If you have passion to write about Oriental Aesthetic in Fashion, Home Decor, Art & Crafts, Culture, Music, Books, and Charity, please contact us at bloggers@interactchina.com, we would love to hear from you! 

To Live by Yu Hua: A Tremendous Journey into The Meaning of Life

Written by Maria Giglio

活着 To Live – A novel written by Yu Hua is the history of China 20th seen through the history of a family. 

One of the most prominent authors of post-Maoist literature, Yu Hua voices the anxiety and criticism of a generation lived in Cultural Revolution with sharp realism. 

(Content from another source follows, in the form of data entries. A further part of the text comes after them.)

use std::io::{self, Read, Write};

use anyhow::{bail, Context};
use colored::Colorize;
use mound_store::{Descriptor, Mound, MoundConfig, MoundStore};
use mound_types::{parse_semver, semver, BlobRef, Did, SEMVER_PREFIX};

use crate::cli::*;

pub fn run_command(cli: Cli) -> anyhow::Result<()> {
    let store = MoundStore::new(load_config(&cli)?);
    tracing::debug!(root = %store.root().display(), durable = store.is_durable(), "store ready");
    let format = cli.format;

    match cli.command {
        Command::Create(args) => cmd_create(&store, args, &format),
        Command::Blob(args) => cmd_blob(&store, args, &format),
        Command::Write(args) => cmd_write(&store, args),
        Command::Link(args) => cmd_link(&store, args, &format),
        Command::Close(args) => cmd_close(&store, args, &format),
        Command::Show(args) => cmd_show(&store, args, &format),
        Command::Cat(args) => cmd_cat(&store, args),
        Command::Path(args) => cmd_path(&store, args),
        Command::Demo(args) => cmd_demo(&store, args, &format),
    }
}

/// Defaults, then `--config`, then environment, then flags.
fn load_config(cli: &Cli) -> anyhow::Result<MoundConfig> {
    let config = match &cli.config {
        Some(path) => MoundConfig::load(path)?,
        None => MoundConfig::default(),
    };
    let mut config = config.with_env_overrides()?;
    if let Some(root) = &cli.root {
        config.root = root.clone();
    }
    if cli.durable {
        config.durable = true;
    }
    Ok(config)
}

fn open(store: &MoundStore, did: &str) -> anyhow::Result<Mound> {
    let did = Did::parse(did).with_context(|| format!("bad identifier {did:?}"))?;
    Ok(store.open(&did)?)
}

fn cmd_create(store: &MoundStore, args: CreateArgs, format: &OutputFormat) -> anyhow::Result<()> {
    let version = match (args.version, args.semver) {
        (Some(version), _) => version,
        (None, Some(triple)) => semver_from_triple(&triple)?,
        (None, None) => semver(0, 0, 0),
    };
    let mound = store.create(&args.program, &version)?;
    match format {
        OutputFormat::Json => print_json(mound.descriptor())?,
        OutputFormat::Text => println!("{}", mound.did()),
    }
    Ok(())
}

fn cmd_blob(store: &MoundStore, args: BlobArgs, format: &OutputFormat) -> anyhow::Result<()> {
    let mut mound = open(store, &args.did)?;
    let names: Vec<&str> = args.names.iter().map(String::as_str).collect();
    let blob = mound.allocate_blob(&names)?;
    match format {
        OutputFormat::Json => print_json(mound.descriptor())?,
        OutputFormat::Text => println!("{}", blob.slot()),
    }
    Ok(())
}

fn cmd_write(store: &MoundStore, args: WriteArgs) -> anyhow::Result<()> {
    let mound = open(store, &args.did)?;
    let blob = mound.blob_handle(args.slot)?;
    let data = match args.text {
        Some(text) => text.into_bytes(),
        None => {
            let mut buf = Vec::new();
            io::stdin().read_to_end(&mut buf).context("reading stdin")?;
            buf
        }
    };
    if args.line {
        blob.write_line(&data)?;
    } else {
        blob.write(&data)?;
    }
    Ok(())
}

fn cmd_link(store: &MoundStore, args: LinkArgs, format: &OutputFormat) -> anyhow::Result<()> {
    let mut mound = open(store, &args.did)?;
    let added = mound.link(&args.target)?;
    match format {
        OutputFormat::Json => print_json(mound.descriptor())?,
        OutputFormat::Text if added => println!("{} Linked {}", "✓".green(), args.target.cyan()),
        OutputFormat::Text => println!("Already linked to {}", args.target.cyan()),
    }
    Ok(())
}

fn cmd_close(store: &MoundStore, args: CloseArgs, format: &OutputFormat) -> anyhow::Result<()> {
    let mut mound = open(store, &args.did)?;
    mound.close(args.status)?;
    match format {
        OutputFormat::Json => print_json(mound.descriptor())?,
        OutputFormat::Text => println!(
            "{} Closed {} with status {}",
            "✓".green().bold(),
            mound.did().to_string().cyan(),
            status_label(args.status)
        ),
    }
    Ok(())
}

fn cmd_show(store: &MoundStore, args: ShowArgs, format: &OutputFormat) -> anyhow::Result<()> {
    let mound = open(store, &args.did)?;
    match format {
        OutputFormat::Json => print_json(mound.descriptor()),
        OutputFormat::Text => {
            print_descriptor(mound.descriptor());
            Ok(())
        }
    }
}

fn cmd_cat(store: &MoundStore, args: CatArgs) -> anyhow::Result<()> {
    let mound = open(store, &args.did)?;
    let slot = match args.blob.parse::<usize>() {
        Ok(slot) => slot,
        Err(_) => match mound.blob_slot(&args.blob) {
            Some(slot) => slot,
            None => bail!("no blob named {:?} on {}", args.blob, mound.did()),
        },
    };
    let data = mound.blob_handle(slot)?.read()?;
    io::stdout().write_all(&data).context("writing stdout")?;
    Ok(())
}

fn cmd_path(store: &MoundStore, args: PathArgs) -> anyhow::Result<()> {
    let path = store.layout().resolve(&args.did, args.slot)?;
    println!("{}", path.display());
    Ok(())
}

/// Create an entity, write two blobs, close it, print the result.
fn cmd_demo(store: &MoundStore, args: DemoArgs, format: &OutputFormat) -> anyhow::Result<()> {
    let mut mound = store.create(&args.program, &semver(1, 0, 0))?;

    let b0 = mound.blob()?;
    b0.write_line("Hello, Rust!")?;
    b0.write_line("Hello, Rust!")?;

    let b1 = mound.named_blob("test")?;
    b1.write_line("This is a test")?;

    mound.close(0)?;

    match format {
        OutputFormat::Json => print_json(mound.descriptor())?,
        OutputFormat::Text => {
            print_descriptor(mound.descriptor());
            println!("  Dir: {}", mound.dir()?.display().to_string().dimmed());
        }
    }
    Ok(())
}

fn semver_from_triple(triple: &str) -> anyhow::Result<String> {
    let (major, minor, patch) = parse_semver(&format!("{SEMVER_PREFIX}{triple}"))
        .with_context(|| format!("expected MAJOR.MINOR.PATCH, got {triple:?}"))?;
    Ok(semver(major, minor, patch))
}

fn print_json(doc: &Descriptor) -> anyhow::Result<()> {
    println!("{}", serde_json::to_string(doc)?);
    Ok(())
}

fn print_descriptor(doc: &Descriptor) {
    println!("Entity {}", doc.did.to_string().cyan().bold());
    println!("  Program: {}", doc.program);
    println!("  Version: {}", doc.version.yellow());
    println!("  Status:  {}", status_label(doc.status));
    if doc.blobs.is_empty() {
        println!("  Blobs:   {}", "none".dimmed());
    } else {
        println!("  Blobs:");
        for entry in &doc.blobs {
            match entry {
                BlobRef::Indexed(slot) => println!("    {}", format!("#{slot}").yellow()),
                BlobRef::Named { name, slot } => {
                    println!("    {} {}", format!("#{slot}").yellow(), name)
                }
            }
        }
    }
    if doc.links.is_empty() {
        println!("  Links:   {}", "none".dimmed());
    } else {
        println!("  Links:");
        for link in &doc.links {
            println!("    {}", link.to_string().blue());
        }
    }
}

fn status_label(status: i32) -> colored::ColoredString {
    match status {
        -1 => "open".yellow(),
        0 => "0 (ok)".green(),
        code => code.to_string().red(),
    }
}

The novel is written in the form of story in a story and uses first-person narration to emphasise the realistic feature of the family facts told by the main protagonist Xu Fugui and intertwined with the historical events that marked China during 20th Century, such as the Land Reform, the Cultural Revolution and the Great Famine.  The author revealed that for this novel he was inspired by an American folk song, “Old Black Joe”. The song talked about an old slave who, despite having experienced hardship and sorrow, would still look at life as a gift. 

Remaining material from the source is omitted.